Vujacic – Um razoável central transformado num bom lateral

Budimir Vujacic nasceu a 4 de Janeiro de 1966 na cidade de Bar – Montenegro. Entre finais dos anos 80 e início dos 90 do século passado tornou-se uma referência da defesa do Partizan de Belgrado, onde era capitão de equipa.

No início da temporada 1993/94 foi contratado pelo presidente Sousa Cintra para “patrão da defesa” sportinguista. Sem ter sido uma escolha do técnico Bobby Robson, nunca chegou a ser por ele utilizado, pelo que se estreou apenas a 5 de Fevereiro de 1994 frente ao Salgueiros (1-0) já com Carlos Queiroz no comando técnico da equipa. O seu 1º golo surgiu uma semana depois na receção ao Vitória de Setúbal (2-1). Nesse final de temporada jogou assiduamente, sempre como defesa-central. No último jogo da época ficou na memória a correria com que se dirigiu a Bobby Robson (então técnico do FC Porto) após ter marcado um golo aos portistas na finalíssima da Taça de Portugal.

Na época seguinte, com a chegada de Naybet e Marco Aurélio ao clube, Carlos Queiroz optou por fazer derivar Vujacic para o lado esquerdo da defesa e em boa hora isso aconteceu, pois aquele que era um razoável central tornou-se num bom lateral. Muito regular, com razoável velocidade e ótimo jogo de cabeça, Vujacic mostrou-se sempre duma utilidade enorme fazendo 35 jogos (3 golos) e conquistando os adeptos.

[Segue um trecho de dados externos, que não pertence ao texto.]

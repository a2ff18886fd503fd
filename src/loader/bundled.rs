use crate::error::{Error, Result};
use crate::loader::{interface::TemplateLoader, TemplateSource};

macro_rules! bundle {
    ($id:literal) => {
        ($id, include_str!(concat!("../../templates/", $id)))
    };
}

/// Templates compiled into the binary, keyed by identifier.
const BUNDLED: &[(&str, &str)] = &[
    bundle!(".github/workflows/python-checks.yml.jinja2"),
    bundle!(".github/workflows/release.yml.jinja2"),
    bundle!(".github/workflows/test.yml.jinja2"),
    bundle!("tests/__init__.py.jinja2"),
    bundle!("tests/conftest.py.jinja2"),
    bundle!("tests/test_example.py.jinja2"),
    bundle!(".flake8.jinja2"),
    bundle!(".gitignore.jinja2"),
    bundle!(".isort.cfg.jinja2"),
    bundle!(".pylintrc.jinja2"),
    bundle!("commitlint.config.js.jinja2"),
    bundle!("eslint.config.cjs.jinja2"),
    bundle!("LICENSE.jinja2"),
    bundle!("mypy.ini.jinja2"),
    bundle!("package.json.jinja2"),
    bundle!("pyproject.toml.jinja2"),
    bundle!("pytest.ini.jinja2"),
    bundle!("README.md.jinja2"),
    bundle!("tasks.py.jinja2"),
    bundle!("release.config.js.jinja2"),
    bundle!("update_version.py.jinja2"),
    bundle!("src/app/__init__.py.jinja2"),
    bundle!("src/app/logger.py.jinja2"),
    bundle!("src/app/conf.py.jinja2"),
    bundle!("src/app/main.py.jinja2"),
    bundle!("src/app/utils.py.jinja2"),
    bundle!("src/app/controllers/__init__.py.jinja2"),
    bundle!("src/app/models/__init__.py.jinja2"),
    bundle!("src/app/schemas/__init__.py.jinja2"),
    bundle!("src/app/views/__init__.py.jinja2"),
];

/// Loader serving the templates shipped with the crate.
#[derive(Debug, Default, Clone, Copy)]
pub struct BundledLoader;

impl BundledLoader {
    pub fn new() -> Self {
        Self
    }
}

impl TemplateLoader for BundledLoader {
    fn load(&self, template_id: &str) -> Result<String> {
        BUNDLED
            .iter()
            .find(|(id, _)| *id == template_id)
            .map(|(_, body)| body.to_string())
            .ok_or_else(|| Error::TemplateNotFound {
                template: template_id.to_string(),
                source_name: TemplateSource::Bundled.to_string(),
            })
    }
}

#[cfg(test)]
mod tests {
    use super::*;
    use crate::catalog::template_ids;

    #[test]
    fn every_catalog_template_is_bundled() {
        let loader = BundledLoader::new();
        for id in template_ids() {
            assert!(loader.load(id).is_ok(), "{id} is not bundled");
        }
        assert_eq!(BUNDLED.len(), template_ids().count());
    }

    #[test]
    fn unknown_template_is_not_found() {
        let result = BundledLoader::new().load("setup.cfg.jinja2");
        assert!(matches!(result, Err(Error::TemplateNotFound { .. })));
    }
}
use thiserror::Error;

#[derive(Error, Debug)]
pub enum Error {
    #[error("IO error: {0}.")]
    IoError(#[from] std::io::Error),

    #[error("Failed to render. Original error: {0}")]
    MinijinjaError(#[from] minijinja::Error),

    #[error("Failed to parse answers. Original error: {0}")]
    AnswersParseError(#[from] serde_json::Error),

    #[error("Prompt failed. Original error: {0}")]
    PromptError(#[from] dialoguer::Error),

    /// A template referenced a field that is not part of the render context.
    #[error("Template '{template}' references undefined field '{field}'.")]
    UndefinedReference { template: String, field: String },

    #[error("Template '{template}' was not found in {source_name}.")]
    TemplateNotFound { template: String, source_name: String },

    #[error("Cannot proceed: template directory '{template_dir}' does not exist.")]
    TemplateDoesNotExistsError { template_dir: String },
}

/// Convenience type alias for Results with the crate error type.
///
/// # Type Parameters
/// * `T` - The type of the success value
pub type Result<T> = std::result::Result<T, Error>;

/// Default error handler that prints the error and exits the program.
///
/// # Arguments
/// * `err` - The error to handle
///
/// # Behavior
/// Prints the error message to stderr and exits with status code 1
pub fn default_error_handler(err: Error) {
    eprintln!("{err}");
    std::process::exit(crate::constants::exit_codes::FAILURE);
}

#[cfg(test)]
mod tests {
    use super::*;

    #[test]
    fn undefined_reference_names_template_and_field() {
        let err = Error::UndefinedReference {
            template: "LICENSE.jinja2".to_string(),
            field: "author".to_string(),
        };
        assert_eq!(
            err.to_string(),
            "Template 'LICENSE.jinja2' references undefined field 'author'."
        );
    }

    #[test]
    fn io_errors_convert() {
        let io = std::io::Error::new(std::io::ErrorKind::PermissionDenied, "denied");
        let err: Error = io.into();
        assert!(matches!(err, Error::IoError(_)));
    }
}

Em 1995/96, uma época muito conturbada, o montenegrino voltou a ser “dono” da lateral esquerda, sempre com atuações pendulares. Sem que nada o fizesse prever a sua última temporada no clube (96/97) foi fraquíssima, com lesões em cima de lesões e apenas uma presença. Alinhou pela última vez frente ao Boavista a 15 de Junho de 1997 (1-2).

Em suma, Vujacic realizou 4 temporadas e 79 jogos oficiais pelo Sporting, apontando 9 golos. Ganhou uma Taça de Portugal (94/95) e uma Supertaça (95/96). Foi internacional por 12 vezes pela antiga Jugoslávia.

Terminou a sua carreira em 1998 após duas épocas no futebol japonês. Mais tarde tornou-se olheiro do Manchester United (indicado por Carlos Queiroz).

Afirma convictamente que nunca esqueceu o Sporting: “Tenho saudades de Portugal e do Sporting. Continuo a ser sportinguista, todos os que me conhecem o sabem. Tenho 2 clubes, o Partizan e o Sporting”.